Фрагменты писем скульптора Мартоса племяннику

Владимир Варнек
В предыдущей заметке, посвященной уточнению даты рождения скульптора   И.П. Мартоса и помещенной на сайте  Проза.ру [1],  были использованы его письма родственнику Ивану Романовичу Мартосу, опубликованные  в  одной из книжек Киевской старины за 1896 год. Напечатанная  в данном журнале подборка  писем  содержит и другую  ценную информацию о скульпторе и его большой семье.  Тексты цитируемых ниже девяти писем можно условно разбить на три части – вступление, содержательная часть и заключение.

Практически во всех вступлениях демонстрируется удивительный стиль общения И.П. Мартоса с родственником. В них он постоянно пишет о своей любви к Ивану Романовичу и тех удовольствиях, которые испытывают не только он сам, но и его супруга Авдотья Афанасьевна, читая и перечитывая получаемые от родственника  письма. Такие вступления  свидетельствуют, с одной стороны, о доброте семейной четы, но и вызывают удивление. Действительно, обращаясь  в письмах к более молодому родственнику со всей почтительностью, Мартос постоянно подчеркивает свое глубокое к нему уважение, словно родственник старше его и имеет какие-то особые заслуги (о возможных причинах этого см. ниже).      

Содержательные части всех писем посвящены во многом описанию дел семейных, которых в семействе Мартосов было много-премного, и поэтому они заслуживают отдельной заметки. Но помимо этого, практически в каждом своем письме Мартос рассказывает о своих последних работах, и эти небольшие его рассказы имеют историческую ценность документов, содержащих уникальную информацию о создании знаменитых памятников  зодчества, в частности, памятника  Минину и Пожарскому на Красной площади в Москве. В некоторых письмах И.П. Мартос, помимо этого, знакомит Ивана Романовича, (а теперь и нынешних читателей его писем), с изменениями лица города Петербурга, с событиями на Сенатской площади и т.д.)

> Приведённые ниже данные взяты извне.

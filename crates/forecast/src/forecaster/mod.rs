//! Forecasting strategies
//!
//! One [`SeriesForecaster`] per [`ModelChoice`]. Each turns a prepared
//! [`TimeSeries`] into a [`ForecastResult`] covering the history and the
//! requested horizon.

mod holt_winters;
mod trend_seasonal;

pub use holt_winters::HoltWintersForecaster;
pub use trend_seasonal::TrendSeasonalForecaster;

use chrono::NaiveDateTime;
use data::TimeSeries;

use crate::error::{ForecastError, Result};
use crate::model::ModelChoice;
use crate::result::ForecastResult;

/// A forecasting procedure applied to a whole series
pub trait SeriesForecaster: Send + Sync {
    /// Which user-facing choice this forecaster implements
    fn model(&self) -> ModelChoice;

    /// Fit on `series` and forecast `horizon` periods past its end
    fn forecast(&self, series: &TimeSeries, horizon: usize) -> Result<ForecastResult>;
}

/// `horizon` timestamps following the last observation, one interval apart.
pub(crate) fn future_timestamps(series: &TimeSeries, horizon: usize) -> Result<Vec<NaiveDateTime>> {
    let last = series
        .last_timestamp()
        .ok_or_else(|| ForecastError::Timeline("series is empty".to_string()))?;
    let interval = series.interval();

    (1..=horizon)
        .map(|step| {
            interval.advance(last, step as u32).ok_or_else(|| {
                ForecastError::Timeline(format!("{} + {} {} is out of range", last, step, interval))
            })
        })
        .collect()
}
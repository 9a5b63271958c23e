//! In-sample accuracy metrics
//!
//! Pairs where either side is not finite are ignored, so fitted-value
//! vectors that carry `NaN` during model initialisation can be passed
//! directly.

use serde::{Deserialize, Serialize};

fn finite_pairs<'a>(
    actual: &'a [f64],
    predicted: &'a [f64],
) -> impl Iterator<Item = (f64, f64)> + 'a {
    actual
        .iter()
        .zip(predicted.iter())
        .filter(|(a, p)| a.is_finite() && p.is_finite())
        .map(|(a, p)| (*a, *p))
}

/// Mean Absolute Error (MAE)
///
/// Average of absolute differences between predictions and actual values.
/// Lower is better. Same scale as the data. `NaN` when there is nothing to
/// compare.
///
/// # Example
///
/// ```rust
/// use algorithm::utils::metrics::mae;
///
/// let actual = vec![1.0, 2.0, 3.0, 4.0, 5.0];
/// let predicted = vec![1.1, 2.2, 2.9, 4.1, 5.0];
/// let error = mae(&actual, &predicted);
/// assert!((error - 0.1).abs() < 1e-9);
/// ```
pub fn mae(actual: &[f64], predicted: &[f64]) -> f64 {
    if actual.len() != predicted.len() {
        return f64::NAN;
    }

    let (sum, count) = finite_pairs(actual, predicted)
        .fold((0.0, 0usize), |(sum, count), (a, p)| (sum + (a - p).abs(), count + 1));

    if count == 0 {
        f64::NAN
    } else {
        sum / count as f64
    }
}

/// Mean Squared Error (MSE)
///
/// Average of squared differences. Penalizes large errors more heavily.
pub fn mse(actual: &[f64], predicted: &[f64]) -> f64 {
    if actual.len() != predicted.len() {
        return f64::NAN;
    }

    let (sum, count) = finite_pairs(actual, predicted)
        .fold((0.0, 0usize), |(sum, count), (a, p)| (sum + (a - p).powi(2), count + 1));

    if count == 0 {
        f64::NAN
    } else {
        sum / count as f64
    }
}

/// Root Mean Squared Error (RMSE)
pub fn rmse(actual: &[f64], predicted: &[f64]) -> f64 {
    mse(actual, predicted).sqrt()
}

/// Accuracy metrics reported alongside a forecast
#[derive(Debug, Clone, Copy, PartialEq, Serialize, Deserialize)]
pub struct MetricsSummary {
    pub mae: f64,
    pub rmse: f64,
    /// Number of observation pairs that entered the metrics
    pub observations: usize,
}

impl MetricsSummary {
    /// Compute all metrics for a set of fitted values
    pub fn compute(actual: &[f64], predicted: &[f64]) -> Self {
        let observations = if actual.len() == predicted.len() {
            finite_pairs(actual, predicted).count()
        } else {
            0
        };
        Self {
            mae: mae(actual, predicted),
            rmse: rmse(actual, predicted),
            observations,
        }
    }
}

#[cfg(test)]
mod tests {
    use super::*;

    #[test]
    fn test_mae_and_rmse() {
        let actual = [1.0, 2.0, 3.0, 4.0];
        let predicted = [1.0, 3.0, 3.0, 2.0];
        assert!((mae(&actual, &predicted) - 0.75).abs() < 1e-12);
        assert!((rmse(&actual, &predicted) - (5.0f64 / 4.0).sqrt()).abs() < 1e-12);
    }

    #[test]
    fn test_nan_pairs_are_skipped() {
        let actual = [1.0, 2.0, 3.0];
        let predicted = [f64::NAN, 2.5, 3.5];
        assert!((mae(&actual, &predicted) - 0.5).abs() < 1e-12);

        let summary = MetricsSummary::compute(&actual, &predicted);
        assert_eq!(summary.observations, 2);
    }

    #[test]
    fn test_mismatched_or_empty_inputs() {
        assert!(mae(&[1.0], &[1.0, 2.0]).is_nan());
        assert!(mse(&[], &[]).is_nan());
        assert!(rmse(&[1.0], &[f64::NAN]).is_nan());
        assert_eq!(MetricsSummary::compute(&[1.0], &[]).observations, 0);
    }
}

В заключительных частях своих писем Мартос регулярно просит своего родственника непременно писать ответные письма как можно чаще и как можно быстрее, и просит постоянно «держать» себя и членов своего семейства в памяти (что является обязательным условием для доказательства его любви).

Поставив цель ознакомить читателей Прозы.ру с письмами Мартоса, автор настоящей заметки подготовил специальную подборку фрагментов данных писем, содержащих те же, но только  отредактированные части, о которых шла речь выше. Но прежде чем предложить их вниманию читателей,  расскажу о таинственном родственнике скульптора Мартоса, которому он адресовал свои письма. 

Таинственным я назвал его по той причине, что во вступлении издателя  писем в книжке Киевской старины, Александра  Лазаревского, об  адресате этих писем Мартосе Иване Романовиче нет никакой информации.  Более того, историк Александр Матвеевич Лазаревский (см. Википедию) в своем  вступлении включил И.П. Мартоса  почему-то в число приятелей И.Р. Мартоса, что вызывает некоторое недоумение.   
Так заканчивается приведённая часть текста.